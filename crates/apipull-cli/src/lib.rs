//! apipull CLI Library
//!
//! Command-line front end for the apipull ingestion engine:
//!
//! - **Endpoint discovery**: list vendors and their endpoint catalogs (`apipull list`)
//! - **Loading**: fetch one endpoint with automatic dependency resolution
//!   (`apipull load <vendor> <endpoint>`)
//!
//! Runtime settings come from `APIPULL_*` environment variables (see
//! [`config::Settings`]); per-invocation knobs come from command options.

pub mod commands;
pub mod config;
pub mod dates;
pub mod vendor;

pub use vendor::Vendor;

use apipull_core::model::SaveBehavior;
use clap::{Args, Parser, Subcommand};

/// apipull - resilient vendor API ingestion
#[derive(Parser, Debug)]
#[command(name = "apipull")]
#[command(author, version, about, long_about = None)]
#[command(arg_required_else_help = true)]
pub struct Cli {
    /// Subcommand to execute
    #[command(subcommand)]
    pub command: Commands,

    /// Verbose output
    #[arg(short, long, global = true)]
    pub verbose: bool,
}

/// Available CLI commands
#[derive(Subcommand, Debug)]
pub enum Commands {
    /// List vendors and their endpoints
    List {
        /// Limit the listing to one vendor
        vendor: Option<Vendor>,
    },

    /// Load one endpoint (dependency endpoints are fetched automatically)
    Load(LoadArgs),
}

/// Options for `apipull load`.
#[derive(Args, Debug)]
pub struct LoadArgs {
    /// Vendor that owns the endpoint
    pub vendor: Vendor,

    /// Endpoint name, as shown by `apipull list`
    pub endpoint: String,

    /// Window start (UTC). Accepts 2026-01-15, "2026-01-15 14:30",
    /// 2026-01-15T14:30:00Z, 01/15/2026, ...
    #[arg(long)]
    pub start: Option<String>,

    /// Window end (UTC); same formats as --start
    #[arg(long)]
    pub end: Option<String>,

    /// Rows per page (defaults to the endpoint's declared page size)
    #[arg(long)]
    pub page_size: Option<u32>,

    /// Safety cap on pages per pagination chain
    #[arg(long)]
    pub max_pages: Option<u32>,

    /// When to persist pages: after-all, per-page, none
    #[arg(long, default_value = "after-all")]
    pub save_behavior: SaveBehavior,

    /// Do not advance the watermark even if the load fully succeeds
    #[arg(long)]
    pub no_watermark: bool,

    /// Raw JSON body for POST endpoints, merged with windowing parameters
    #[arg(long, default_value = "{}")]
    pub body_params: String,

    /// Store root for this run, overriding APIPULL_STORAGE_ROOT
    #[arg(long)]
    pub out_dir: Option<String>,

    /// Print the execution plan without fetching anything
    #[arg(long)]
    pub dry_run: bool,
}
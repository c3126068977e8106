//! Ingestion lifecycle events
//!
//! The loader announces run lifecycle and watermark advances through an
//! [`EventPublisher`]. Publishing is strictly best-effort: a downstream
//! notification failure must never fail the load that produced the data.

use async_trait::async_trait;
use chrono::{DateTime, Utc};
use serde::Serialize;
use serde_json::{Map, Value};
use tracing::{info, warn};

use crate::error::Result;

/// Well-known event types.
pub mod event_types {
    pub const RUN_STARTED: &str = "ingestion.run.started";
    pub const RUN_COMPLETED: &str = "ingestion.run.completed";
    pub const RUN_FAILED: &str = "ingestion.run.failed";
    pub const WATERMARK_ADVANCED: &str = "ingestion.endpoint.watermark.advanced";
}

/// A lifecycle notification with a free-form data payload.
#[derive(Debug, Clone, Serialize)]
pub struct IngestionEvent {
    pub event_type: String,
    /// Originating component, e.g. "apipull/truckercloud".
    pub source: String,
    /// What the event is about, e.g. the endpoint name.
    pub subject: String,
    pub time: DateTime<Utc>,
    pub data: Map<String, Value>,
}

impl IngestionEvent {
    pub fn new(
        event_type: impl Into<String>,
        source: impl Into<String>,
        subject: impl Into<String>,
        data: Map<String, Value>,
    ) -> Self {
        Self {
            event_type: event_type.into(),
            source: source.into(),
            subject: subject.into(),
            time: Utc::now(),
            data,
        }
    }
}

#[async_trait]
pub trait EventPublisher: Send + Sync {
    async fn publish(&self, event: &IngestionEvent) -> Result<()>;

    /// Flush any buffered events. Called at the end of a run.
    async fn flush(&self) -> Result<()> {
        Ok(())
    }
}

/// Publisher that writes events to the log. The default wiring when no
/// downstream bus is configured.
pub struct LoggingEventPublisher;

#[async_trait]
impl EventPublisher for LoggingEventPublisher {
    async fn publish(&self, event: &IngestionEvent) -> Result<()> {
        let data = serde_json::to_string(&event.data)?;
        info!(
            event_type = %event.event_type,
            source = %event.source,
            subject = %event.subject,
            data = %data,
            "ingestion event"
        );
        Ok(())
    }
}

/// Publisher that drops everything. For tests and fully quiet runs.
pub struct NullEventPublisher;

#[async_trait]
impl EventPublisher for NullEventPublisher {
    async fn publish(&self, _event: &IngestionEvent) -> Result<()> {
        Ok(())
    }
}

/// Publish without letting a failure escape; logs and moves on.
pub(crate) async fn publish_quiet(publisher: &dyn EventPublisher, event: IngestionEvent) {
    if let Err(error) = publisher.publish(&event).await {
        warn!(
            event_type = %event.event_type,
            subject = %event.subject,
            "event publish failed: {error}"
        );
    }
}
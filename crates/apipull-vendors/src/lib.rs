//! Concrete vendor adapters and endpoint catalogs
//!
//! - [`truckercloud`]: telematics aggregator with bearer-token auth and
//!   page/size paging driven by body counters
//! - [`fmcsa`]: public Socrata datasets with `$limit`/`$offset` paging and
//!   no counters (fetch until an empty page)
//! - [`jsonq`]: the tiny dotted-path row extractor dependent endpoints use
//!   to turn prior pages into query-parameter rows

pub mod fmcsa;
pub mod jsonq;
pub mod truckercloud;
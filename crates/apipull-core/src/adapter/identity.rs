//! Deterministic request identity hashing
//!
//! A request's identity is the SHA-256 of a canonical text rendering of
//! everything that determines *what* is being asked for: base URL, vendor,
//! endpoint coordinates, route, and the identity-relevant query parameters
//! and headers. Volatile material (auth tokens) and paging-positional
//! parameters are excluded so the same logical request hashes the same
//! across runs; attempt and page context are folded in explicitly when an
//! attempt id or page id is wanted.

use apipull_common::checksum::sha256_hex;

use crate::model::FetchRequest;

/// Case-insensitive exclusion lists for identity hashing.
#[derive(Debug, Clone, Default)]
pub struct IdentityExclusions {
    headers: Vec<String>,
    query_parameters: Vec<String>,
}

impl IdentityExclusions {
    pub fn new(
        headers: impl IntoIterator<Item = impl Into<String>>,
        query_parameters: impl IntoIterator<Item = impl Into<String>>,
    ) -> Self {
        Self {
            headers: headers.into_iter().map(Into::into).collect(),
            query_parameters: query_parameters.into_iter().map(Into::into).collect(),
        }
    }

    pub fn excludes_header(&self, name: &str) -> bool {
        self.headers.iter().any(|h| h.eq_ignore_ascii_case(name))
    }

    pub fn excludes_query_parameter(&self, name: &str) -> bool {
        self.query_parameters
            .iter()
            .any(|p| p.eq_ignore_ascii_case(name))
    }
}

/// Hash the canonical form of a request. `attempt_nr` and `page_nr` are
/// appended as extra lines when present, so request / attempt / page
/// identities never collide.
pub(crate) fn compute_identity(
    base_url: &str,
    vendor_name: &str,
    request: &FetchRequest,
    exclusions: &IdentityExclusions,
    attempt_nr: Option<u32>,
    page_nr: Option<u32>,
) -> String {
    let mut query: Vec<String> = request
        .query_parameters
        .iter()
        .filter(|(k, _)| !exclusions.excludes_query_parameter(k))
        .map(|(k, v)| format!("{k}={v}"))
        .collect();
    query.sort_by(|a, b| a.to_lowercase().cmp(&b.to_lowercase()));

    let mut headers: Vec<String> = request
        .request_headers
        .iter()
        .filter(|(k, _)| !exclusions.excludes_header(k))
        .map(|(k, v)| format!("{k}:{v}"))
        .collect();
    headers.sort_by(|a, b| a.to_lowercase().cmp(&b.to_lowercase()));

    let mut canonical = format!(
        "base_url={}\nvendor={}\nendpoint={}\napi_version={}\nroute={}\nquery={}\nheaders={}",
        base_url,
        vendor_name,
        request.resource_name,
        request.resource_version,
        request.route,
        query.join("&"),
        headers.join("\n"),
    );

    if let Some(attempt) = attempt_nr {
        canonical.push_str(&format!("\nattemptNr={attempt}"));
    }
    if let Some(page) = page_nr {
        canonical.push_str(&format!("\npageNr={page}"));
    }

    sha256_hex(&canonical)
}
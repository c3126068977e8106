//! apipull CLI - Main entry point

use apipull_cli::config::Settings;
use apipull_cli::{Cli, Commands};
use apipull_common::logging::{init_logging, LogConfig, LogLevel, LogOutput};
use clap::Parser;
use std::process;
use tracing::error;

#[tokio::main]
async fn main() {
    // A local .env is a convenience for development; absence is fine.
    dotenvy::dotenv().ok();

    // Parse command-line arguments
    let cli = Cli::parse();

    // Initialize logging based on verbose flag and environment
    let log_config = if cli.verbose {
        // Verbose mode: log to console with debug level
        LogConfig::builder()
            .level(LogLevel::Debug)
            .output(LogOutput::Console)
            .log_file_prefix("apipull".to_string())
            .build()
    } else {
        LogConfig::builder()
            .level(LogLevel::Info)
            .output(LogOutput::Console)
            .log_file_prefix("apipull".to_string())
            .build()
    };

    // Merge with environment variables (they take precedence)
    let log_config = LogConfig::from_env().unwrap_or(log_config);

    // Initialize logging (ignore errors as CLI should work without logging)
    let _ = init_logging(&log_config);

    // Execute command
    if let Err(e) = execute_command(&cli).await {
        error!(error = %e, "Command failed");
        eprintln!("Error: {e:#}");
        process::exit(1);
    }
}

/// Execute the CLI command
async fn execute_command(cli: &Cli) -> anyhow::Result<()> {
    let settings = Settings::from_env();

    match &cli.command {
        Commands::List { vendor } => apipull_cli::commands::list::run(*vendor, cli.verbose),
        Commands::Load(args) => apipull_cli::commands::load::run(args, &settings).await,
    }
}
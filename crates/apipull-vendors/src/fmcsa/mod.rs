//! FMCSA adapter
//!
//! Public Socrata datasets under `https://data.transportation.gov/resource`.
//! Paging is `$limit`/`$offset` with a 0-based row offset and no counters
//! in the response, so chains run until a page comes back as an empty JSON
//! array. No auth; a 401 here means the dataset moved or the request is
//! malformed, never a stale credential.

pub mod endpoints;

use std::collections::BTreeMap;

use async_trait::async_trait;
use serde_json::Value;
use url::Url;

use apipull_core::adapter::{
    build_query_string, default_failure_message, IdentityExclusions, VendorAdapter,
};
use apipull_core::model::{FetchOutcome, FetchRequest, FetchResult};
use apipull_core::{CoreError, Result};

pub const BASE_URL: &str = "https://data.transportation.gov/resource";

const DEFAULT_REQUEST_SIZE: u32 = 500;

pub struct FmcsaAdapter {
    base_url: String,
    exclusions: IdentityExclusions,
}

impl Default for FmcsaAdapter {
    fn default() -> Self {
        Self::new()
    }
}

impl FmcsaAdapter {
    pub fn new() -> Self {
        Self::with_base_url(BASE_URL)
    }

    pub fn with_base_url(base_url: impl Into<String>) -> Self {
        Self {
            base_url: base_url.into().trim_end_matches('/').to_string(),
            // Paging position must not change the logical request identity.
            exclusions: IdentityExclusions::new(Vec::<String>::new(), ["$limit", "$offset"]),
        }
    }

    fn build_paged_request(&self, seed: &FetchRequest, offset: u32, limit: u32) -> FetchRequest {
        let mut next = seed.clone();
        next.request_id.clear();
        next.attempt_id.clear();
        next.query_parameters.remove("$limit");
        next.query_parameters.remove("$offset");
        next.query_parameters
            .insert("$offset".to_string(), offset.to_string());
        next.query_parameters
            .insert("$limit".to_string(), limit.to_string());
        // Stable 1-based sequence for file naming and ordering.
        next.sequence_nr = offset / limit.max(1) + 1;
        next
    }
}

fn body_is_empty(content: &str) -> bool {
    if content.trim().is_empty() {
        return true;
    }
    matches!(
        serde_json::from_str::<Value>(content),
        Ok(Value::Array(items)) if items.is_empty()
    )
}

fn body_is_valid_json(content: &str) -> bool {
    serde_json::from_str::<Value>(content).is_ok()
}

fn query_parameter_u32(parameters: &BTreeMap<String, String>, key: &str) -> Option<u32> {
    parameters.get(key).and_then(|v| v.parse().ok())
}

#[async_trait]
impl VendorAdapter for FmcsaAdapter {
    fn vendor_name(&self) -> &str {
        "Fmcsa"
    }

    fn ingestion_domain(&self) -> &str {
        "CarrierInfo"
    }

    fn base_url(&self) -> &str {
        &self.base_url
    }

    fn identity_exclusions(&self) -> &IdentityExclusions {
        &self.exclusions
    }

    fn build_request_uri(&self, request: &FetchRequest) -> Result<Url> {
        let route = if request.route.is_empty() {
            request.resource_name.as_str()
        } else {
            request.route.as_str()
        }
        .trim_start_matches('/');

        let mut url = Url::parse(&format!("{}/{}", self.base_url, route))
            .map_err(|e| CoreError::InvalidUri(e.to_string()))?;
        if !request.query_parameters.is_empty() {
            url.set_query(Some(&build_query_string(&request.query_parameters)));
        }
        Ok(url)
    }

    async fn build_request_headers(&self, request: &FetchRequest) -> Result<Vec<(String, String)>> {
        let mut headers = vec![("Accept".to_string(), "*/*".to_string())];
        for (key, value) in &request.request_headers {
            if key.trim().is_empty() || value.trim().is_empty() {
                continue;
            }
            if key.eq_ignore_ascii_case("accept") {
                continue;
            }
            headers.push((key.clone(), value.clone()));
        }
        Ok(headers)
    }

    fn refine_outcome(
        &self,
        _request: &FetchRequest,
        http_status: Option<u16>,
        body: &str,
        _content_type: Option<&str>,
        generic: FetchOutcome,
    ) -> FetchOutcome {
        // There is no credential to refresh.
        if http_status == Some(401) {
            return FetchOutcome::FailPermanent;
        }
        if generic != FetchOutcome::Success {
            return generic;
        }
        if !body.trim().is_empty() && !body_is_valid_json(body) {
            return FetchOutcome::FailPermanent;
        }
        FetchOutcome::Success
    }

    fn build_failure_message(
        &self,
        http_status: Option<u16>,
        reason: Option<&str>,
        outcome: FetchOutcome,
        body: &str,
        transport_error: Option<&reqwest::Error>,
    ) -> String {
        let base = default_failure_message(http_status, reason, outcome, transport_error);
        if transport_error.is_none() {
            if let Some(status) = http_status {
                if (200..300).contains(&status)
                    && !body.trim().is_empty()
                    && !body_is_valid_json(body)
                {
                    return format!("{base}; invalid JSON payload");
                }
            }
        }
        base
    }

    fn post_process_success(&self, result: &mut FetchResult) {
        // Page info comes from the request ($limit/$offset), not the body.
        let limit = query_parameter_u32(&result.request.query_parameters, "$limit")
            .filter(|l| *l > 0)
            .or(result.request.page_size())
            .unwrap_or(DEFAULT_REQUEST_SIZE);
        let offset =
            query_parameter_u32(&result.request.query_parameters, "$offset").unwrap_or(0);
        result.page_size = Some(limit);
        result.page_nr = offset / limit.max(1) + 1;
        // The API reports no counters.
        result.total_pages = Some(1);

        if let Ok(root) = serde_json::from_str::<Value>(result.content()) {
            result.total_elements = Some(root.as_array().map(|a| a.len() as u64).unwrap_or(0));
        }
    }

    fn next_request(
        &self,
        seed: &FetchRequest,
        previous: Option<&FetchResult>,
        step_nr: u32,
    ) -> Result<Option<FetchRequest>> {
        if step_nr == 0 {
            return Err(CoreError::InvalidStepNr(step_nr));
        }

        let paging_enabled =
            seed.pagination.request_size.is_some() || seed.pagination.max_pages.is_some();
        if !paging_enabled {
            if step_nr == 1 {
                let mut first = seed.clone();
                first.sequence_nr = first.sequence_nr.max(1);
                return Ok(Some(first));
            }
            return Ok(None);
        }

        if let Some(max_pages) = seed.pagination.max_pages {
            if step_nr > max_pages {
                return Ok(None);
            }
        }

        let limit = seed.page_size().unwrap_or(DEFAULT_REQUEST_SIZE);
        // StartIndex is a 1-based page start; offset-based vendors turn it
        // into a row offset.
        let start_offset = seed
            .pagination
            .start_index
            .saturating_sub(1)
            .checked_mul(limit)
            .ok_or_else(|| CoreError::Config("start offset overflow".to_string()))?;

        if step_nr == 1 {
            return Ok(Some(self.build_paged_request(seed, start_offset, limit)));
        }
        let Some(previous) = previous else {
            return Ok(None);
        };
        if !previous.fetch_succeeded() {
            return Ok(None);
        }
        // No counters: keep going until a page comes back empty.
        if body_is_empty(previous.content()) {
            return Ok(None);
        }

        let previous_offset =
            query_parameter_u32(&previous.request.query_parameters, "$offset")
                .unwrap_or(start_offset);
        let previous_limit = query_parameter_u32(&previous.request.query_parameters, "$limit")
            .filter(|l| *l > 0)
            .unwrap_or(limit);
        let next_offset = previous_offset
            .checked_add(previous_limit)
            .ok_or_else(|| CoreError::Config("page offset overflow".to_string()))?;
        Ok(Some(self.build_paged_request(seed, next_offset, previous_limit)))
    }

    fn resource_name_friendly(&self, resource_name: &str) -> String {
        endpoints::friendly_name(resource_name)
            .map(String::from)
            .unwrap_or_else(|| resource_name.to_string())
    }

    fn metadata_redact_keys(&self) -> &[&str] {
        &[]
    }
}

**EXERCISE PROMPT**
Working through the data above, find every line holding "never" and copy it.

**ANSWER**
//! notification failure must never fail the load that produced the data.
/// identities never collide.
//! malformed, never a stale credential.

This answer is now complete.